Genuine AI monitoring capability rests on four pillars: multi-model coverage across the leading AI engines (ChatGPT, Gemini, Copilot, Perplexity, Claude, Grok, Google AI Overviews, and Google AI Mode); a sound influence methodology that shapes sources rather than claims to manipulate model outputs; structured narrative reporting that tracks the AI story over time; and ongoing R&D as the engines evolve. Vocabulary without capability is marketing.
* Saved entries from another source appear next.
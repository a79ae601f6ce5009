use axum::{
    Json,
    extract::{State, rejection::JsonRejection},
    http::StatusCode,
    response::IntoResponse,
};
use serde_json::json;
use tracing::info;

use buddy_db::{DbError, VerifyEmailError};
use buddy_types::api::{Document, VerifyEmail};

use crate::auth::AppState;
use crate::error::{ApiError, ApiResult, JsonApi};
use crate::extract::{document, expect_type};
use crate::users::now_ms;

const CODE_POINTER: &str = "/data/attributes/emailVerificationCode";

/// `PATCH /account`: confirm the email address with the mailed code.
pub async fn verify_email(
    State(state): State<AppState>,
    payload: Result<Json<Document<VerifyEmail>>, JsonRejection>,
) -> ApiResult<impl IntoResponse> {
    let request = document(payload)?;
    expect_type("/data/type", &request.kind, "users")?;

    let username = request.id;
    let code = request.attributes.email_verification_code;

    let db = state.clone();
    let name = username.clone();
    tokio::task::spawn_blocking(move || db.db.verify_email(&db.credentials, &name, &code, now_ms()))
        .await?
        .map_err(verify_error)?;

    info!("Email verified for {}", username);
    Ok((StatusCode::OK, JsonApi(json!({}))))
}

fn verify_error(err: VerifyEmailError) -> ApiError {
    match err {
        // Unknown users look like a wrong code.
        VerifyEmailError::WrongCode | VerifyEmailError::UnknownUser => {
            ApiError::invalid(CODE_POINTER, "code is wrong")
        }
        VerifyEmailError::Expired => ApiError::invalid(CODE_POINTER, "code is expired"),
        VerifyEmailError::AlreadyVerified => ApiError::invalid("/data", "email is already verified"),
        VerifyEmailError::Db(DbError::Conflict) => ApiError::Conflict,
        VerifyEmailError::Db(e) => e.into(),
        VerifyEmailError::Credential(msg) => ApiError::Internal(anyhow::anyhow!(msg)),
    }
}
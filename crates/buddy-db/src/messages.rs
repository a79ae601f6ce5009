use rusqlite::{Connection, params, params_from_iter};
use tracing::debug;

use crate::error::expect_one;
use crate::models::{MessageRow, UnnotifiedGroup, UnnotifiedMessage};
use crate::{Database, DbResult};

impl Database {
    // -- Messages --

    /// Store a message from `sender` to `receiver`.
    ///
    /// Both users must be verified and exactly one of them an active buddy,
    /// the other a comer. A missing user and an ineligible pair both end in
    /// `NotFound`.
    pub fn send_message(
        &self,
        sender: &str,
        receiver: &str,
        body: &str,
        now: i64,
    ) -> DbResult<String> {
        let id = uuid::Uuid::new_v4().to_string();
        self.with_conn(|conn| {
            let affected = conn.execute(
                "INSERT INTO messages (id, sender_id, receiver_id, body, created)
                 SELECT ?1, s.id, r.id, ?4, ?5
                 FROM users AS s CROSS JOIN users AS r
                 WHERE s.username = ?2 AND r.username = ?3
                   AND s.id != r.id
                   AND s.email IS NOT NULL AND r.email IS NOT NULL
                   AND (
                        (s.role = 'buddy' AND s.active = 1 AND r.role = 'comer')
                     OR (s.role = 'comer' AND r.role = 'buddy' AND r.active = 1)
                   )",
                params![id, sender, receiver, body, now],
            )?;
            expect_one(affected)
        })?;

        debug!("Message {} from {} to {}", id, sender, receiver);
        Ok(id)
    }

    /// Both directions of the conversation between `a` and `b`, newest first.
    pub fn read_conversation(&self, a: &str, b: &str) -> DbResult<Vec<MessageRow>> {
        self.with_conn(|conn| query_conversation(conn, a, b))
    }

    /// Unread messages nobody was notified about yet, grouped per
    /// sender → receiver direction.
    pub fn read_unnotified(&self) -> DbResult<Vec<UnnotifiedGroup>> {
        self.with_conn(query_unnotified)
    }

    pub fn mark_notified(&self, ids: &[String]) -> DbResult<()> {
        if ids.is_empty() {
            return Ok(());
        }
        self.with_conn(|conn| {
            let sql = format!(
                "UPDATE messages SET is_notified = 1 WHERE id IN ({})",
                vec!["?"; ids.len()].join(", ")
            );
            conn.execute(&sql, params_from_iter(ids.iter()))?;
            Ok(())
        })
    }
}

fn query_conversation(conn: &Connection, a: &str, b: &str) -> DbResult<Vec<MessageRow>> {
    let mut stmt = conn.prepare(
        "SELECT m.id, s.username, r.username, m.body, m.created, m.is_read
         FROM messages AS m
         JOIN users AS s ON s.id = m.sender_id
         JOIN users AS r ON r.id = m.receiver_id
         WHERE (s.username = ?1 AND r.username = ?2)
            OR (s.username = ?2 AND r.username = ?1)
         ORDER BY m.created DESC, m.rowid DESC",
    )?;
    let rows = stmt
        .query_map([a, b], |row| {
            Ok(MessageRow {
                id: row.get(0)?,
                sender: row.get(1)?,
                receiver: row.get(2)?,
                body: row.get(3)?,
                created: row.get(4)?,
                is_read: row.get(5)?,
            })
        })?
        .collect::<Result<Vec<_>, _>>()?;
    Ok(rows)
}

fn query_unnotified(conn: &Connection) -> DbResult<Vec<UnnotifiedGroup>> {
    let mut stmt = conn.prepare(
        "SELECT m.id, m.body, m.created, s.username, r.username, r.email
         FROM messages AS m
         JOIN users AS s ON s.id = m.sender_id
         JOIN users AS r ON r.id = m.receiver_id
         WHERE m.is_read = 0 AND m.is_notified = 0 AND r.email IS NOT NULL
         ORDER BY m.created ASC, m.rowid ASC",
    )?;
    let rows = stmt.query_map([], |row| {
        Ok((
            UnnotifiedMessage {
                id: row.get(0)?,
                body: row.get(1)?,
                created: row.get(2)?,
            },
            row.get::<_, String>(3)?,
            row.get::<_, String>(4)?,
            row.get::<_, String>(5)?,
        ))
    })?;

    let mut groups: Vec<UnnotifiedGroup> = Vec::new();
    for row in rows {
        let (message, sender, receiver, receiver_email) = row?;
        match groups
            .iter_mut()
            .find(|g| g.sender == sender && g.receiver == receiver)
        {
            Some(group) => group.messages.push(message),
            None => groups.push(UnnotifiedGroup {
                sender,
                receiver,
                receiver_email,
                messages: vec![message],
            }),
        }
    }
    Ok(groups)
}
What to look for in a firm’s approach to AI has become a central diligence question, because the AI engines are now where much perception forms, and many firms have adopted the vocabulary without the capability. Evaluating genuine capability means testing four specific dimensions.

Multi-model coverage
ChatGPT, Gemini, Copilot, Perplexity, Claude, Grok, Google AI Overviews, and Google AI Mode answer the same question differently because they draw on different sources and retrieval architectures. A firm that spot-checks one engine is seeing a fragment. A firm with genuine capability monitors the leading engines simultaneously, so divergences and gaps in the narrative are visible across the full landscape where stakeholders form impressions.
Sound influence methodology
AI engine outputs cannot be edited or manipulated directly. Influence comes from shaping the underlying sources the models draw on: entity signals, authoritative content, structured data, and the Wikipedia and Knowledge Graph layer that engines such as Gemini weight heavily. A firm claiming to adjust model outputs directly is misrepresenting how the systems work. The credible methodology is source-shaping, not output manipulation.
Structured narrative reporting
Monitoring produces value only if the AI narrative is characterized and tracked over time: what the engines say, with what sentiment, drawing on which sources, and how that compares to peers. Unstructured spot-polling is not enough. Structured reporting shows the direction of the narrative, the sources driving it, and the impact of interventions, giving the client a record they can read and act on.
Integration and ongoing R&D
The AI narrative is downstream of the same entity signals and content foundations that drive search and Wikipedia outcomes. A firm that monitors AI in isolation misses the structural work that moves the needle. Equally important is ongoing R&D: the engines change their retrieval architectures, add new models, and shift their weighting of sources continuously, so a static monitoring approach falls behind quickly. Look for evidence that the firm invests in its AI capability as the landscape evolves, not just a tool built once.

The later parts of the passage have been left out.